In un mondo siffatto, con questi valori fondativi, non stupisce poi il rovescio della medaglia, fatto di una moltitudine di problematiche che interessano i cittadini nella sfera della salute mentale e comportamentale, tali da divenire vere e proprie emergenze sociali. Depressione, nevrosi, anomia, tossicodipendenza, alcolismo, ludopatia, sono il bubbone marcescente e putrescente in seno al mondo civilizzato occidentale, e vi rientrano tutti coloro che sono impossibilitati a trasformarsi in individui-lavandini o individui-water per lo scarico continuo dei beni di consumo, oppure perché consci di non trovare l’adeguata collocazione sociale in quello che viene venduto come “il migliore dei mondi possibili”.

Un mondo dove l’avere troppo annoia, e lo si vede per i giovani e i ricchi, sempre più dediti a trasgressioni e sballi estremi; mentre gli anziani, sempre più soli, tirano avanti tra giochi d’azzardo e sconce trasmissioni d’intrattenimento televisivo, dove si creano artificiosamente quei sentimenti che nella realtà non riescono più a vivere.

Hanno un bel da fare i vari Pontefici che da decenni a questa parte cercano di rimettere l’attenzione dei loro fedeli sui veri valori dell’individuo, oramai si vive in un mondo che ha creato una società dell’avere, del prodotto, dello status, dell’effimero, tesa sempre verso il futuro, senza mai cogliere e godere la vita nel presente, condannando la popolazione alla certezza dell’infelicità, dove l’unico essere umano che interessa è “il consumatore”.

Ma forse c’è un’ultima possibilità, e come le medicine più efficaci, che sanno essere amare e persino dolorose nell’immediato per poi dispiegare i loro effetti benefici nel futuro, il rimedio potrebbe essere una guerra. Sì, una guerra che interessi direttamente sul proprio territorio il mondo occidentale. Non parlo di atti di terrorismo, guerriglia o cose simili, bensì una guerra vecchio stile, con coinvolgimento diretto e massiccio della popolazione tutta.

Forse troppe generazioni private di questo dramma collettivo non sono un bene per la società, perché ci si impigrisce, si diventa arroganti, avari, egoisti, amorali, si perdono i veri valori dell’esistenza, che per prima cosa sono proprio il senso della vita e il vivere, sostituiti con valori fasulli, artificiosi che hanno portato a incensare comportamenti meschini, villani e arroganti a tutti i livelli del vivere civile, sin nelle altre sfere del potere politico ed economico.

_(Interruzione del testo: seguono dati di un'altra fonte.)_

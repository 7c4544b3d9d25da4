//! Property wrappers and their typed host handles.
//!
//! The host holds a [`Property<T>`], a copyable id tagged with a kind marker
//! from [`prop`]. The wrapper itself (native reference, subscribers, kind
//! specific state) lives in the context's property arena.

use std::fmt;
use std::hash::{Hash, Hasher};
use std::marker::PhantomData;
use std::rc::Rc;

use vizij_native::{AssetRef, NativeHandle, NativeRef, PropertyKind, PropertyValue};

use crate::context::BindingContext;
use crate::ids::{InstanceId, PropertyId, SubscriptionId};

/// Kind marker for [`Property<T>`].
pub trait PropertyType: 'static {
    const KIND: PropertyKind;
}

/// Markers whose native value can be read (and mostly written) as a host type.
pub trait ValueType: PropertyType {
    type Value;

    /// `domain` is the enum value domain; empty for non-enum kinds.
    fn decode(value: PropertyValue, domain: &[String]) -> Option<Self::Value>;
    fn encode(value: Self::Value, domain: &[String]) -> Option<PropertyValue>;
}

pub mod prop {
    //! Kind markers.

    use super::*;

    macro_rules! marker {
        ($name:ident, $kind:ident) => {
            #[derive(Copy, Clone, Debug, PartialEq, Eq, Hash)]
            pub enum $name {}

            impl PropertyType for $name {
                const KIND: PropertyKind = PropertyKind::$kind;
            }
        };
    }

    marker!(Number, Number);
    marker!(Boolean, Boolean);
    marker!(Text, String);
    marker!(Color, Color);
    marker!(Enum, Enum);
    marker!(Trigger, Trigger);
    marker!(List, List);
    marker!(Image, Image);
    marker!(Artboard, Artboard);

    impl ValueType for Number {
        type Value = f32;
        fn decode(value: PropertyValue, _: &[String]) -> Option<f32> {
            value.as_number()
        }
        fn encode(value: f32, _: &[String]) -> Option<PropertyValue> {
            Some(PropertyValue::Number(value))
        }
    }

    impl ValueType for Boolean {
        type Value = bool;
        fn decode(value: PropertyValue, _: &[String]) -> Option<bool> {
            value.as_bool()
        }
        fn encode(value: bool, _: &[String]) -> Option<PropertyValue> {
            Some(PropertyValue::Boolean(value))
        }
    }

    impl ValueType for Text {
        type Value = String;
        fn decode(value: PropertyValue, _: &[String]) -> Option<String> {
            match value {
                PropertyValue::String(s) => Some(s),
                _ => None,
            }
        }
        fn encode(value: String, _: &[String]) -> Option<PropertyValue> {
            Some(PropertyValue::String(value))
        }
    }

    impl ValueType for Color {
        type Value = vizij_native::Color;
        fn decode(value: PropertyValue, _: &[String]) -> Option<vizij_native::Color> {
            match value {
                PropertyValue::Color(c) => Some(c),
                _ => None,
            }
        }
        fn encode(value: vizij_native::Color, _: &[String]) -> Option<PropertyValue> {
            Some(PropertyValue::Color(value))
        }
    }

    /// Enum values are exchanged by name; indices go through
    /// [`BindingContext::enum_index`].
    impl ValueType for Enum {
        type Value = String;
        fn decode(value: PropertyValue, domain: &[String]) -> Option<String> {
            match value {
                PropertyValue::Enum(i) => domain.get(i as usize).cloned(),
                _ => None,
            }
        }
        fn encode(value: String, domain: &[String]) -> Option<PropertyValue> {
            let index = domain.iter().position(|v| *v == value)?;
            Some(PropertyValue::Enum(index as u32))
        }
    }

    /// Reads the fire count. Triggers are fired, never written.
    impl ValueType for Trigger {
        type Value = u32;
        fn decode(value: PropertyValue, _: &[String]) -> Option<u32> {
            match value {
                PropertyValue::Trigger(n) => Some(n),
                _ => None,
            }
        }
        fn encode(_: u32, _: &[String]) -> Option<PropertyValue> {
            None
        }
    }

    impl ValueType for Image {
        type Value = Option<AssetRef>;
        fn decode(value: PropertyValue, _: &[String]) -> Option<Option<AssetRef>> {
            match value {
                PropertyValue::Image(a) => Some(a),
                _ => None,
            }
        }
        fn encode(value: Option<AssetRef>, _: &[String]) -> Option<PropertyValue> {
            Some(PropertyValue::Image(value))
        }
    }

    impl ValueType for Artboard {
        type Value = Option<AssetRef>;
        fn decode(value: PropertyValue, _: &[String]) -> Option<Option<AssetRef>> {
            match value {
                PropertyValue::Artboard(a) => Some(a),
                _ => None,
            }
        }
        fn encode(value: Option<AssetRef>, _: &[String]) -> Option<PropertyValue> {
            Some(PropertyValue::Artboard(value))
        }
    }
}

/// Typed host handle to a property wrapper.
pub struct Property<T> {
    id: PropertyId,
    _kind: PhantomData<fn() -> T>,
}

impl<T> Property<T> {
    pub(crate) fn from_id(id: PropertyId) -> Self {
        Self {
            id,
            _kind: PhantomData,
        }
    }

    #[inline]
    pub fn id(self) -> PropertyId {
        self.id
    }
}

impl<T> Copy for Property<T> {}

impl<T> Clone for Property<T> {
    fn clone(&self) -> Self {
        *self
    }
}

impl<T> PartialEq for Property<T> {
    fn eq(&self, other: &Self) -> bool {
        self.id == other.id
    }
}

impl<T> Eq for Property<T> {}

impl<T> Hash for Property<T> {
    fn hash<H: Hasher>(&self, state: &mut H) {
        self.id.hash(state);
    }
}

impl<T: PropertyType> fmt::Debug for Property<T> {
    fn fmt(&self, f: &mut fmt::Formatter<'_>) -> fmt::Result {
        write!(f, "Property<{}>({:?})", T::KIND, self.id)
    }
}

/// Passed to change callbacks.
#[derive(Clone, Debug, PartialEq)]
pub struct PropertyChange {
    pub property: PropertyId,
    pub owner: InstanceId,
    pub kind: PropertyKind,
    pub name: Rc<str>,
}

pub(crate) type Callback = Box<dyn FnMut(&mut BindingContext, &PropertyChange)>;

pub(crate) struct Subscriber {
    pub id: SubscriptionId,
    /// `None` while the callback is running.
    pub callback: Option<Callback>,
}

#[derive(Debug, Default)]
pub(crate) struct ListState {
    /// Managed wrappers for the native list, in native order.
    pub items: Vec<InstanceId>,
    pub synced: bool,
}

/// Kind specific wrapper state.
#[derive(Debug)]
pub(crate) enum PropertyDetail {
    Plain,
    Enum { domain: Rc<[String]> },
    List(ListState),
}

impl PropertyDetail {
    pub fn domain(&self) -> &[String] {
        match self {
            PropertyDetail::Enum { domain } => domain,
            _ => &[],
        }
    }
}

pub(crate) struct PropertyNode {
    pub native: Option<NativeRef>,
    pub handle: NativeHandle,
    pub kind: PropertyKind,
    pub name: Rc<str>,
    pub owner: InstanceId,
    pub subscribers: Vec<Subscriber>,
    pub detail: PropertyDetail,
}

impl PropertyNode {
    pub fn new(
        native: NativeRef,
        kind: PropertyKind,
        name: &str,
        owner: InstanceId,
        detail: PropertyDetail,
    ) -> Self {
        Self {
            handle: native.handle(),
            native: Some(native),
            kind,
            name: Rc::from(name),
            owner,
            subscribers: Vec::new(),
            detail,
        }
    }

    pub fn change(&self, property: PropertyId) -> PropertyChange {
        PropertyChange {
            property,
            owner: self.owner,
            kind: self.kind,
            name: Rc::clone(&self.name),
        }
    }

    pub fn subscriber_mut(&mut self, id: SubscriptionId) -> Option<&mut Subscriber> {
        self.subscribers.iter_mut().find(|s| s.id == id)
    }
}

impl fmt::Debug for PropertyNode {
    fn fmt(&self, f: &mut fmt::Formatter<'_>) -> fmt::Result {
        f.debug_struct("PropertyNode")
            .field("handle", &self.handle)
            .field("kind", &self.kind)
            .field("name", &self.name)
            .field("owner", &self.owner)
            .field("subscribers", &self.subscribers.len())
            .field("detail", &self.detail)
            .finish()
    }
}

La guerra porta distruzioni materiali e drammi umani, perdere le persone care, registrare per sempre nella propria mente gli orrori della violenza, convivere quotidianamente con la miseria e la morte sono cose che non si vogliono e non si devono augurare a nessuno. Ma come la lava di un vulcano quando passa distrugge tutto quello che incontra per poi, una volta ferma e raffreddata, torna a essere terra fertile per nuova vita, così anche la guerra ha effetti benefici, infatti riduce la vita delle persone all’essenziale, la libera dai mille orpelli mentali e materiali nei quali è stata rinchiusa, privandola della sua linfa vitale, per restituirle la sua vera essenza, che è il godimento quotidiano della vita stessa. Inoltre, nella guerra ci si sente tutti parte dell’immensa tragedia collettiva, ci si stringe assieme nelle necessità, si fa comunità, si rinuncia all’egoismo viscerale della società dell’accaparramento continuo, per essere parte di un insieme con lo stesso vissuto, le stesse esigenze, i medesimi sogni di vita e di pace.

Sì, perché un altro senso della guerra è quello di giungere un giorno, che si spera sempre arrivi il prima possibile, alla pace. Una guerra potrà salvare e redimere l’uomo e la società occidentale?